Nigel Faragethe British Mr Brexitgive some awkward tips to conservatives at their annual gathering in Orlando, Florida, on Friday: Stop moaning about the outcome of the 2020 election and focus on offering voters a positive message.
He addressed the audience at the Conference on Conservative Political Action, which had already heard from dozens of speakers that Donald Trump he was deceived about the victory.
And Trump himself is expected to rekindle his grievances when the star attraction of the meeting appears on Saturday.
Farage, who now hosts a show on right-wing British television, said the postal vote was a disaster before asking: “But does it make sense for Republican politics to keep talking about stolen elections?
“Well, you can say ‘yes’ to all this work, because your political activists and you understand what happened.”
“Remember that most voters are busy with their lives, busy with their mortgages, busy with their children, worried about their jobs, worried about the price of gas, the cost of living and all that.”
Aides have told Trump in private that it is time to move on from the 2020 outcome.

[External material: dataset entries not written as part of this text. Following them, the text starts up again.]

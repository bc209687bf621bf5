//! # Metrics
//!
//! Prometheus metrics for monitoring the syncer.
//!
//! ## Metrics Exposed
//!
//! - `cert_syncer_sync_cycles_total` - Total number of sync cycles started
//! - `cert_syncer_sync_errors_total` - Failed sync cycles, labelled by error kind
//! - `cert_syncer_sync_duration_seconds` - Duration of sync cycles
//! - `cert_syncer_secret_writes_total` - Secret writes, labelled by operation (create/update)
//! - `cert_syncer_last_success_timestamp_seconds` - Unix time of the last successful cycle

use anyhow::Result;
use prometheus::{Histogram, IntCounter, IntCounterVec, IntGauge, Registry};
use std::sync::LazyLock;

pub(crate) static REGISTRY: LazyLock<Registry> = LazyLock::new(Registry::new);

static SYNC_CYCLES_TOTAL: LazyLock<IntCounter> = LazyLock::new(|| {
    IntCounter::new(
        "cert_syncer_sync_cycles_total",
        "Total number of sync cycles started",
    )
    .expect("Failed to create SYNC_CYCLES_TOTAL metric - this should never happen")
});

static SYNC_ERRORS_TOTAL: LazyLock<IntCounterVec> = LazyLock::new(|| {
    IntCounterVec::new(
        prometheus::Opts::new(
            "cert_syncer_sync_errors_total",
            "Total number of failed sync cycles by error kind",
        ),
        &["kind"],
    )
    .expect("Failed to create SYNC_ERRORS_TOTAL metric - this should never happen")
});

static SYNC_DURATION: LazyLock<Histogram> = LazyLock::new(|| {
    Histogram::with_opts(
        prometheus::HistogramOpts::new(
            "cert_syncer_sync_duration_seconds",
            "Duration of sync cycles in seconds",
        )
        .buckets(vec![0.01, 0.05, 0.1, 0.5, 1.0, 2.0, 5.0, 10.0]),
    )
    .expect("Failed to create SYNC_DURATION metric - this should never happen")
});

static SECRET_WRITES_TOTAL: LazyLock<IntCounterVec> = LazyLock::new(|| {
    IntCounterVec::new(
        prometheus::Opts::new(
            "cert_syncer_secret_writes_total",
            "Total number of Secret writes by operation",
        ),
        &["operation"],
    )
    .expect("Failed to create SECRET_WRITES_TOTAL metric - this should never happen")
});

static LAST_SUCCESS_TIMESTAMP: LazyLock<IntGauge> = LazyLock::new(|| {
    IntGauge::new(
        "cert_syncer_last_success_timestamp_seconds",
        "Unix timestamp of the last successful sync cycle",
    )
    .expect("Failed to create LAST_SUCCESS_TIMESTAMP metric - this should never happen")
});

#[allow(
    clippy::missing_errors_doc,
    reason = "Fails only when a metric is registered twice"
)]
pub fn register_metrics() -> Result<()> {
    REGISTRY.register(Box::new(SYNC_CYCLES_TOTAL.clone()))?;
    REGISTRY.register(Box::new(SYNC_ERRORS_TOTAL.clone()))?;
    REGISTRY.register(Box::new(SYNC_DURATION.clone()))?;
    REGISTRY.register(Box::new(SECRET_WRITES_TOTAL.clone()))?;
    REGISTRY.register(Box::new(LAST_SUCCESS_TIMESTAMP.clone()))?;

    Ok(())
}

/// Snapshot of every registered metric family
pub fn gather() -> Vec<prometheus::proto::MetricFamily> {
    REGISTRY.gather()
}

pub fn increment_sync_cycles() {
    SYNC_CYCLES_TOTAL.inc();
}

pub fn increment_sync_errors(kind: &str) {
    SYNC_ERRORS_TOTAL.with_label_values(&[kind]).inc();
}

pub fn observe_sync_duration(duration: f64) {
    SYNC_DURATION.observe(duration);
}

pub fn increment_secret_writes(operation: &str) {
    SECRET_WRITES_TOTAL.with_label_values(&[operation]).inc();
}

pub fn set_last_success_timestamp(timestamp: i64) {
    LAST_SUCCESS_TIMESTAMP.set(timestamp);
}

They fear that his mixture of conspiracy theories and anger will repel voters or prevent his supporters from running in the by-elections.
Nigel Farage closed Friday night at the CPAC with a series of jokes and some difficult advice for conservatives. “This message about stolen elections, if you think about it, is actually a negative, backward message,” he said at the annual meeting in Florida.
Donald Trump continues to criticize the outcome of the 2020 election. He is scheduled to appear at the CPAC on Saturday, but was spotted playing golf at his club in West Palm Beach on Friday.
Farage was the last speaker on the main stage on Friday afternoon and delivered a quick series of jokes and insolence that caused laughter and applause from the crowd.
But no one has offered the advice as publicly as his friend Farage.
“And this message about stolen elections, if you think about it, is actually a negative, backward message,” he continued.
“There is a better, there is a better, more positive message that the Republican Party must accept, and it is this: We will go state by state, vote by vote, to make sure America has the best,” the cleanest and fairest electoral system anywhere in the West.
“We will make sure that there are no more elections, that you are open to doubts and that this negative anger must be turned into positive. You have to offer the voters of this country a brilliant city on the hill.
The Republican Party, he said, is the Party of Hope.
If it was a message the audience didn’t want to hear, they managed to hide it. After a moment of silence, polite applause spread through the hall.
The idea that Biden won unfairly by rigging elections is a symbol of faith for many present.
But Farage is a popular figure.
Congresswoman Marjorie Taylor Green (R-GA) poses for a selfie with Donald Trump supporter at the Conservative Political Action Conference (CPAC) in Orlando, Florida
He was a key player in the UK’s decision to vote in favor of Brexit in 2016, a referendum seen as a harbinger of populist forces that will push Trump to victory months later.
This earned him an elevated position in Trumpist circles as a chief strategist.
He received an exciting reception as he took the stage, and the audience accepted his honest advice in a good mood.
They laughed and applauded as he uttered striking phrases accentuated by the smoker’s cough.
The rest of the speech offered him a known price, as he condemned Biden for allowing Vladimir Putin to make his move on Ukraine.
And he was smart enough to praise Governor Ron DeSantis, whose rivalry with Trump was one of the plot lines of the meeting.
“Isn’t it appropriate for the CPAC to be held in Florida?” “The only state in the United States that, with Ron DeSantis as governor, pursued a sensible and sensible policy while the rest of the world went crazy,” he said.
But his analysis of the conflict in Ukraine will draw criticism that it echoes Moscow’s view that some parts of the country should be part of Russia.
“Vladimir Putin is a Russian nationalist,” he said. “He wants to return – at least I thought he wanted to return – the Russian-speaking regions of his country.
“When it comes to these two eastern provinces in Ukraine, they are Russian-speaking.
“I always thought we were dealing with someone who was actually very logical. But now I’m beginning to wonder if it’s him.
“And yet, of course, he has nothing to fear, is he?” The worst American president in the history of this nation? No question.
He added that things would be different with a different person in the White House.
“I have no doubt that if Donald Trump were still president, this invasion of Ukraine would not have happened,” he said. “I have no doubt about that.”